# EXERCISE BRIEF
Give all the records again, with no alterations.

# EXCERPTED RECORDS

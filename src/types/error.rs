//! Error types for the netgraph library.

use serde::Serialize;
use thiserror::Error;

/// Coarse classification of a [`GraphError`], stable across message changes.
#[derive(Debug, Clone, Copy, PartialEq, Eq, Hash, Serialize)]
#[serde(rename_all = "snake_case")]
pub enum ErrorKind {
    /// The node/edge collection violates referential integrity or value ranges.
    InvalidGraph,
    /// Missing or unknown source/target, or source == target where disallowed.
    InvalidEndpoints,
    /// The target cannot be reached from the source.
    NoPathExists,
    /// A negative-weight cycle makes shortest distances undefined.
    NegativeCycleDetected,
    /// The algorithm selector names nothing the engine knows.
    UnsupportedAlgorithm,
    /// Filesystem failure while loading a dataset or config.
    Io,
    /// Malformed dataset or config document, or an out-of-range setting.
    Parse,
}

impl ErrorKind {
    /// Return a human-readable name for this kind.
    pub fn name(&self) -> &'static str {
        match self {
            Self::InvalidGraph => "invalid_graph",
            Self::InvalidEndpoints => "invalid_endpoints",
            Self::NoPathExists => "no_path_exists",
            Self::NegativeCycleDetected => "negative_cycle_detected",
            Self::UnsupportedAlgorithm => "unsupported_algorithm",
            Self::Io => "io",
            Self::Parse => "parse",
        }
    }
}

impl std::fmt::Display for ErrorKind {
    fn fmt(&self, f: &mut std::fmt::Formatter<'_>) -> std::fmt::Result {
        write!(f, "{}", self.name())
    }
}

/// All errors that can occur in the netgraph library.
#[derive(Error, Debug)]
pub enum GraphError {
    /// Two nodes share the same identifier.
    #[error("Invalid graph: duplicate node ID {0}")]
    DuplicateNode(u64),

    /// An edge references a node that is not in the graph.
    #[error("Invalid graph: edge #{edge} references missing node ID {node}")]
    MissingNode { edge: usize, node: u64 },

    /// An edge weight is NaN or infinite.
    #[error("Invalid graph: edge #{edge} has non-finite weight {weight}")]
    InvalidWeight { edge: usize, weight: f64 },

    /// An edge capacity is negative, NaN or infinite.
    #[error("Invalid graph: edge #{edge} has invalid capacity {capacity}")]
    InvalidCapacity { edge: usize, capacity: f64 },

    /// A required endpoint parameter was not supplied.
    #[error("Invalid endpoints: {algorithm} requires a {role} node")]
    MissingEndpoint {
        algorithm: &'static str,
        role: &'static str,
    },

    /// An endpoint parameter names a node that does not exist.
    #[error("Invalid endpoints: {role} node {id} not found")]
    UnknownNode { role: &'static str, id: u64 },

    /// Source and target coincide where the algorithm forbids it.
    #[error("Invalid endpoints: source and target must differ (both are {0})")]
    SameEndpoints(u64),

    /// No path connects the requested pair.
    #[error("No path exists from {source_id} to {target_id}")]
    NoPathExists { source_id: u64, target_id: u64 },

    /// A negative-weight cycle was found.
    #[error("Negative cycle detected through nodes {0:?}")]
    NegativeCycle(Vec<u64>),

    /// Unknown algorithm selector.
    #[error("Unsupported algorithm: {0}")]
    UnsupportedAlgorithm(String),

    /// IO error.
    #[error("IO error: {0}")]
    Io(#[from] std::io::Error),

    /// Max-flow saturation tolerance is negative or not finite.
    #[error("Invalid flow epsilon {0}: must be finite and non-negative")]
    InvalidEpsilon(f64),

    /// Dataset or config could not be parsed.
    #[error("Parse error: {0}")]
    Parse(String),
}

impl GraphError {
    /// The coarse kind of this error.
    pub fn kind(&self) -> ErrorKind {
        match self {
            Self::DuplicateNode(_)
            | Self::MissingNode { .. }
            | Self::InvalidWeight { .. }
            | Self::InvalidCapacity { .. } => ErrorKind::InvalidGraph,
            Self::MissingEndpoint { .. } | Self::UnknownNode { .. } | Self::SameEndpoints(_) => {
                ErrorKind::InvalidEndpoints
            }
            Self::NoPathExists { .. } => ErrorKind::NoPathExists,
            Self::NegativeCycle(_) => ErrorKind::NegativeCycleDetected,
            Self::UnsupportedAlgorithm(_) => ErrorKind::UnsupportedAlgorithm,
            Self::Io(_) => ErrorKind::Io,
            Self::InvalidEpsilon(_) | Self::Parse(_) => ErrorKind::Parse,
        }
    }

    /// Serializable `{kind, message}` form of this error.
    pub fn report(&self) -> ErrorReport {
        ErrorReport {
            kind: self.kind(),
            message: self.to_string(),
        }
    }
}

impl From<serde_json::Error> for GraphError {
    fn from(err: serde_json::Error) -> Self {
        Self::Parse(err.to_string())
    }
}

impl From<toml::de::Error> for GraphError {
    fn from(err: toml::de::Error) -> Self {
        Self::Parse(err.to_string())
    }
}

/// Structured error outcome surfaced to callers of the engine.
#[derive(Debug, Clone, PartialEq, Serialize)]
pub struct ErrorReport {
    pub kind: ErrorKind,
    pub message: String,
}

/// Convenience result type for netgraph operations.
pub type GraphResult<T> = Result<T, GraphError>;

# WRITTEN SOLUTION
filename src/types/error.rs
//! Error types for the netgraph library.

use serde::Serialize;
use thiserror::Error;

/// Coarse classification of a [`GraphError`], stable across message changes.
#[derive(Debug, Clone, Copy, PartialEq, Eq, Hash, Serialize)]
#[serde(rename_all = "snake_case")]
pub enum ErrorKind {
    /// The node/edge collection violates referential integrity or value ranges.
    InvalidGraph,
    /// Missing or unknown source/target, or source == target where disallowed.
    InvalidEndpoints,
    /// The target cannot be reached from the source.
    NoPathExists,
    /// A negative-weight cycle makes shortest distances undefined.
    NegativeCycleDetected,
    /// The algorithm selector names nothing the engine knows.
    UnsupportedAlgorithm,
    /// Filesystem failure while loading a dataset or config.
    Io,
    /// Malformed dataset or config document, or an out-of-range setting.
    Parse,
}

impl ErrorKind {
    /// Return a human-readable name for this kind.
    pub fn name(&self) -> &'static str {
        match self {
            Self::InvalidGraph => "invalid_graph",
            Self::InvalidEndpoints => "invalid_endpoints",
            Self::NoPathExists => "no_path_exists",
            Self::NegativeCycleDetected => "negative_cycle_detected",
            Self::UnsupportedAlgorithm => "unsupported_algorithm",
            Self::Io => "io",
            Self::Parse => "parse",
        }
    }
}

impl std::fmt::Display for ErrorKind {
    fn fmt(&self, f: &mut std::fmt::Formatter<'_>) -> std::fmt::Result {
        write!(f, "{}", self.name())
    }
}

/// All errors that can occur in the netgraph library.
#[derive(Error, Debug)]
pub enum GraphError {
    /// Two nodes share the same identifier.
    #[error("Invalid graph: duplicate node ID {0}")]
    DuplicateNode(u64),

    /// An edge references a node that is not in the graph.
    #[error("Invalid graph: edge #{edge} references missing node ID {node}")]
    MissingNode { edge: usize, node: u64 },

    /// An edge weight is NaN or infinite.
    #[error("Invalid graph: edge #{edge} has non-finite weight {weight}")]
    InvalidWeight { edge: usize, weight: f64 },

    /// An edge capacity is negative, NaN or infinite.
    #[error("Invalid graph: edge #{edge} has invalid capacity {capacity}")]
    InvalidCapacity { edge: usize, capacity: f64 },

    /// A required endpoint parameter was not supplied.
    #[error("Invalid endpoints: {algorithm} requires a {role} node")]
    MissingEndpoint {
        algorithm: &'static str,
        role: &'static str,
    },

    /// An endpoint parameter names a node that does not exist.
    #[error("Invalid endpoints: {role} node {id} not found")]
    UnknownNode { role: &'static str, id: u64 },

    /// Source and target coincide where the algorithm forbids it.
    #[error("Invalid endpoints: source and target must differ (both are {0})")]
    SameEndpoints(u64),

    /// No path connects the requested pair.
    #[error("No path exists from {source_id} to {target_id}")]
    NoPathExists { source_id: u64, target_id: u64 },

    /// A negative-weight cycle was found.
    #[error("Negative cycle detected through nodes {0:?}")]
    NegativeCycle(Vec<u64>),

    /// Unknown algorithm selector.
    #[error("Unsupported algorithm: {0}")]
    UnsupportedAlgorithm(String),

    /// IO error.
    #[error("IO error: {0}")]
    Io(#[from] std::io::Error),

    /// Max-flow saturation tolerance is negative or not finite.
    #[error("Invalid flow epsilon {0}: must be finite and non-negative")]
    InvalidEpsilon(f64),

    /// Dataset or config could not be parsed.
    #[error("Parse error: {0}")]
    Parse(String),
}

impl GraphError {
    /// The coarse kind of this error.
    pub fn kind(&self) -> ErrorKind {
        match self {
            Self::DuplicateNode(_)
            | Self::MissingNode { .. }
            | Self::InvalidWeight { .. }
            | Self::InvalidCapacity { .. } => ErrorKind::InvalidGraph,
            Self::MissingEndpoint { .. } | Self::UnknownNode { .. } | Self::SameEndpoints(_) => {
                ErrorKind::InvalidEndpoints
            }
            Self::NoPathExists { .. } => ErrorKind::NoPathExists,
            Self::NegativeCycle(_) => ErrorKind::NegativeCycleDetected,
            Self::UnsupportedAlgorithm(_) => ErrorKind::UnsupportedAlgorithm,
            Self::Io(_) => ErrorKind::Io,
            Self::InvalidEpsilon(_) | Self::Parse(_) => ErrorKind::Parse,
        }
    }

    /// Serializable `{kind, message}` form of this error.
    pub fn report(&self) -> ErrorReport {
        ErrorReport {
            kind: self.kind(),
            message: self.to_string(),
        }
    }
}

impl From<serde_json::Error> for GraphError {
    fn from(err: serde_json::Error) -> Self {
        Self::Parse(err.to_string())
    }
}

impl From<toml::de::Error> for GraphError {
    fn from(err: toml::de::Error) -> Self {
        Self::Parse(err.to_string())
    }
}

/// Structured error outcome surfaced to callers of the engine.
#[derive(Debug, Clone, PartialEq, Serialize)]
pub struct ErrorReport {
    pub kind: ErrorKind,
    pub message: String,
}

/// Convenience result type for netgraph operations.
pub type GraphResult<T> = Result<T, GraphError>;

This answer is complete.